# Stored data entries

//! Error taxonomy shared by the socket layer, the pollset and the registry.
//!
//! Every native failure is mapped at the boundary into exactly one
//! [`ErrorKind`].  The raw errno is kept alongside so that the generic
//! `ArgsInvalid` fallback does not throw away what the platform said.

// Let's not have clippy warn for EAGAIN, etc.
#![allow(clippy::upper_case_acronyms)]

use serde::{Deserialize, Serialize};
use thiserror::Error as ThisError;

/// Result alias used throughout the xinet crates.
pub type Result<T> = std::result::Result<T, Error>;

/// Closed set of failure classes.
#[derive(Debug, Clone, Copy, PartialEq, Eq, Hash, Serialize, Deserialize, ThisError)]
#[non_exhaustive]
pub enum ErrorKind {
    #[error("invalid arguments")]
    ArgsInvalid,
    #[error("permission denied")]
    PermissionDenied,
    #[error("bad file descriptor")]
    BadDescriptor,
    #[error("not a socket")]
    NotASocket,
    #[error("address is invalid")]
    AddressInvalid,
    #[error("address already in use")]
    AddressInUse,
    #[error("connection refused")]
    ConnectionRefused,
    #[error("already connected")]
    AlreadyConnected,
    #[error("not connected")]
    NotConnected,
    #[error("timed out")]
    Timeout,
    /// Non-blocking operation would block, or a connect is in progress.
    #[error("try again later")]
    TryAgain,
    /// Send buffer is full.
    #[error("buffer overflow")]
    BufferOverflow,
    #[error("not supported")]
    NotSupported,
    #[error("out of memory")]
    OutOfMemory,
    #[error("interrupted")]
    Interrupted,
    /// Local socket path does not exist.
    #[error("not found")]
    NotFound,
    #[error("network unreachable")]
    Unreachable,
    #[error("host not found")]
    HostNotFound,
    #[error("no address available")]
    NoAddress,
    #[error("descriptor already registered")]
    AlreadyRegistered,
    #[error("descriptor not registered")]
    NotRegistered,
    #[error("capacity exceeded")]
    CapacityExceeded,
}

/// An [`ErrorKind`] plus the raw platform code it came from, if any.
#[derive(Debug, Clone, Copy, PartialEq, Eq, ThisError)]
#[error("{kind}")]
pub struct Error {
    kind: ErrorKind,
    errno: Option<i32>,
}

impl Error {
    /// An error raised by argument checking, with no native code behind it.
    pub const fn new(kind: ErrorKind) -> Self {
        Error { kind, errno: None }
    }

    /// An error with an explicit kind that still remembers the native code.
    /// Used at call sites whose mapping differs from [`Error::from_errno`].
    pub const fn with_errno(kind: ErrorKind, errno: i32) -> Self {
        Error {
            kind,
            errno: Some(errno),
        }
    }

    /// Maps a native errno into the taxonomy.  Unknown codes fall back to
    /// `ArgsInvalid` but keep the code.
    pub fn from_errno(errno: i32) -> Self {
        let kind = match errno {
            libc::EACCES | libc::EROFS | libc::EPERM => ErrorKind::PermissionDenied,
            libc::EBADF => ErrorKind::BadDescriptor,
            libc::ENOTSOCK => ErrorKind::NotASocket,
            libc::EAFNOSUPPORT | libc::EFAULT | libc::EDESTADDRREQ | libc::EADDRNOTAVAIL => {
                ErrorKind::AddressInvalid
            }
            libc::EADDRINUSE => ErrorKind::AddressInUse,
            libc::ECONNREFUSED => ErrorKind::ConnectionRefused,
            libc::EISCONN => ErrorKind::AlreadyConnected,
            libc::ENOTCONN | libc::EPIPE | libc::ECONNRESET => ErrorKind::NotConnected,
            libc::ETIMEDOUT => ErrorKind::Timeout,
            libc::EINPROGRESS | libc::EAGAIN | libc::EALREADY => ErrorKind::TryAgain,
            libc::ENOBUFS => ErrorKind::BufferOverflow,
            libc::EOPNOTSUPP | libc::ENOPROTOOPT | libc::EPROTONOSUPPORT => ErrorKind::NotSupported,
            libc::ENOMEM => ErrorKind::OutOfMemory,
            libc::EINTR => ErrorKind::Interrupted,
            libc::ENOENT => ErrorKind::NotFound,
            libc::ENETUNREACH | libc::EHOSTUNREACH => ErrorKind::Unreachable,
            _ => ErrorKind::ArgsInvalid,
        };
        Error::with_errno(kind, errno)
    }

    /// The failure class.
    pub const fn kind(&self) -> ErrorKind {
        self.kind
    }

    /// The native errno, when the error came from a platform call.
    pub const fn raw_os_error(&self) -> Option<i32> {
        self.errno
    }

    /// Shorthand for `self.kind() == ErrorKind::TryAgain`.
    pub fn is_would_block(&self) -> bool {
        self.kind == ErrorKind::TryAgain
    }
}

impl From<ErrorKind> for Error {
    fn from(kind: ErrorKind) -> Self {
        Error::new(kind)
    }
}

# What you have to do
Above are the records; copy every line in them that holds the word "derive".

# The completed task
#[derive(Debug, Clone, Copy, PartialEq, Eq, Hash, Serialize, Deserialize, ThisError)]
#[derive(Debug, Clone, Copy, PartialEq, Eq, ThisError)]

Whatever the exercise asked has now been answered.